An Estonian man accused of directing a massive Internet fraud to infect more than 4 million computers in 100 countries pleaded guilty to hacking-related charges, in the latest conviction stemming from the case.
Vladimir Tsastsin, who was brought to the U.S. in October to face trial after fighting extradition for almost three years, pleaded guilty Wednesday in Manhattan to conspiring to commit computer intrusion and wire-fraud conspiracy. He faces as long as eight years in prison.
“I know what I was doing was wrong,” Tsastsin said in court.
The plea comes in a wide-ranging prosecution that in March netted a similar admission by another Estonian, Dmitri Jegorov. At least 500,000 users in the U.S. were affected by malicious software used in the scheme, federal prosecutors said, including those at government agencies including the National Aeronautics and Space Administration.
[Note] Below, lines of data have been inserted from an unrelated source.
//! Custom attribute values attached to modules, types, properties and methods.
//!
//! Attribute blobs are kept fully decoded: each [`CustomAttribute`] names its attribute
//! type, the fixed constructor arguments in declaration order and the named field and
//! property arguments in declaration order. The argument shapes mirror what the
//! attribute serialization format can express: primitives, strings, enums and
//! one-dimensional arrays.

use serde::{Deserialize, Serialize};

use crate::metadata::signatures::{TypeRef, TypeSig};

/// A decoded custom attribute instance
#[derive(Debug, Clone, PartialEq, Serialize, Deserialize)]
pub struct CustomAttribute {
    /// Type of the attribute
    pub attribute_type: TypeRef,
    /// Fixed arguments from the constructor signature
    #[serde(default)]
    pub fixed_args: Vec<CustomAttributeArgument>,
    /// Named arguments (fields and properties)
    #[serde(default)]
    pub named_args: Vec<CustomAttributeNamedArgument>,
}

impl CustomAttribute {
    /// Attribute of `attribute_type` with no arguments
    #[must_use]
    pub fn new(attribute_type: TypeRef) -> Self {
        CustomAttribute {
            attribute_type,
            fixed_args: Vec::new(),
            named_args: Vec::new(),
        }
    }

    /// Appends a fixed constructor argument
    #[must_use]
    pub fn arg(mut self, value: CustomAttributeArgument) -> Self {
        self.fixed_args.push(value);
        self
    }

    /// Appends a named property argument
    #[must_use]
    pub fn property(mut self, name: impl Into<String>, value: CustomAttributeArgument) -> Self {
        self.named_args.push(CustomAttributeNamedArgument {
            is_field: false,
            name: name.into(),
            value,
        });
        self
    }

    /// Appends a named field argument
    #[must_use]
    pub fn field(mut self, name: impl Into<String>, value: CustomAttributeArgument) -> Self {
        self.named_args.push(CustomAttributeNamedArgument {
            is_field: true,
            name: name.into(),
            value,
        });
        self
    }

    /// The last named property argument called `name`
    #[must_use]
    pub fn named_property(&self, name: &str) -> Option<&CustomAttributeArgument> {
        self.named_args
            .iter()
            .rev()
            .find(|arg| !arg.is_field && arg.name == name)
            .map(|arg| &arg.value)
    }

    /// Constructor parameter signatures implied by the fixed arguments
    #[must_use]
    pub fn constructor_signature(&self) -> Vec<TypeSig> {
        self.fixed_args.iter().map(CustomAttributeArgument::sig).collect()
    }
}

/// Represents a single custom attribute argument value
#[derive(Debug, Clone, PartialEq, Serialize, Deserialize)]
pub enum CustomAttributeArgument {
    /// Null reference of the given declared type
    Null(TypeSig),
    /// Boolean value
    Bool(bool),
    /// Character value (16-bit Unicode)
    Char(char),
    /// Signed 8-bit integer
    I1(i8),
    /// Unsigned 8-bit integer
    U1(u8),
    /// Signed 16-bit integer
    I2(i16),
    /// Unsigned 16-bit integer
    U2(u16),
    /// Signed 32-bit integer
    I4(i32),
    /// Unsigned 32-bit integer
    U4(u32),
    /// Signed 64-bit integer
    I8(i64),
    /// Unsigned 64-bit integer
    U8(u64),
    /// 32-bit floating point
    R4(f32),
    /// 64-bit floating point
    R8(f64),
    /// String value
    String(String),
    /// Enum value (enum type + underlying value)
    Enum(TypeRef, Box<CustomAttributeArgument>),
    /// Single-dimension array (element type + elements)
    Array(TypeSig, Vec<CustomAttributeArgument>),
}

impl CustomAttributeArgument {
    /// Declared type of this argument
    #[must_use]
    pub fn sig(&self) -> TypeSig {
        match self {
            CustomAttributeArgument::Null(sig) => sig.clone(),
            CustomAttributeArgument::Bool(_) => TypeSig::Boolean,
            CustomAttributeArgument::Char(_) => TypeSig::Char,
            CustomAttributeArgument::I1(_) => TypeSig::I1,
            CustomAttributeArgument::U1(_) => TypeSig::U1,
            CustomAttributeArgument::I2(_) => TypeSig::I2,
            CustomAttributeArgument::U2(_) => TypeSig::U2,
            CustomAttributeArgument::I4(_) => TypeSig::I4,
            CustomAttributeArgument::U4(_) => TypeSig::U4,
            CustomAttributeArgument::I8(_) => TypeSig::I8,
            CustomAttributeArgument::U8(_) => TypeSig::U8,
            CustomAttributeArgument::R4(_) => TypeSig::R4,
            CustomAttributeArgument::R8(_) => TypeSig::R8,
            CustomAttributeArgument::String(_) => TypeSig::String,
            CustomAttributeArgument::Enum(ty, _) => TypeSig::ValueType(ty.clone()),
            CustomAttributeArgument::Array(element, _) => TypeSig::array_of(element.clone()),
        }
    }

    /// Boolean view of the value
    #[must_use]
    pub fn as_bool(&self) -> Option<bool> {
        match self {
            CustomAttributeArgument::Bool(value) => Some(*value),
            _ => None,
        }
    }

    /// Integer view of the value, looking through enums
    #[must_use]
    pub fn as_i64(&self) -> Option<i64> {
        match self {
            CustomAttributeArgument::I1(v) => Some(i64::from(*v)),
            CustomAttributeArgument::U1(v) => Some(i64::from(*v)),
            CustomAttributeArgument::I2(v) => Some(i64::from(*v)),
            CustomAttributeArgument::U2(v) => Some(i64::from(*v)),
            CustomAttributeArgument::I4(v) => Some(i64::from(*v)),
            CustomAttributeArgument::U4(v) => Some(i64::from(*v)),
            CustomAttributeArgument::I8(v) => Some(*v),
            CustomAttributeArgument::U8(v) => i64::try_from(*v).ok(),
            CustomAttributeArgument::Enum(_, inner) => inner.as_i64(),
            _ => None,
        }
    }

    /// String view of the value; a null string reads as `None`
    #[must_use]
    pub fn as_str(&self) -> Option<&str> {
        match self {
            CustomAttributeArgument::String(value) => Some(value),
            _ => None,
        }
    }
}

/// Represents a named argument (field or property) in a custom attribute
#[derive(Debug, Clone, PartialEq, Serialize, Deserialize)]
pub struct CustomAttributeNamedArgument {
    /// Whether this is a field (true) or property (false)
    pub is_field: bool,
    /// Name of the field or property
    pub name: String,
    /// Value of the argument
    pub value: CustomAttributeArgument,
}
Under the scheme, for example, a user with an infected computer who searched for Apple Inc.’s ITunes using Google was shown an Apple.com/itunes link. But when that link was clicked, the user was redirected to a non-Apple website and the group of hackers collected advertising fees.
They made at least $14 million, according to the U.S.
Six Estonians and a Russian were charged in the scheme. All have already pleaded guilty with the exception of Andrey Taame who remains a fugitive, according to prosecutors.
Another component of the scam replaced advertising on websites with the group’s own ads, according to the indictment. Not only did the hackers make money from the switch, legitimate website operators and advertisers were deprived of revenue, the government said.
The case is U.S. v. Tsastsin, 11-cr-878, U.S. District Court, Southern District of New York (Manhattan).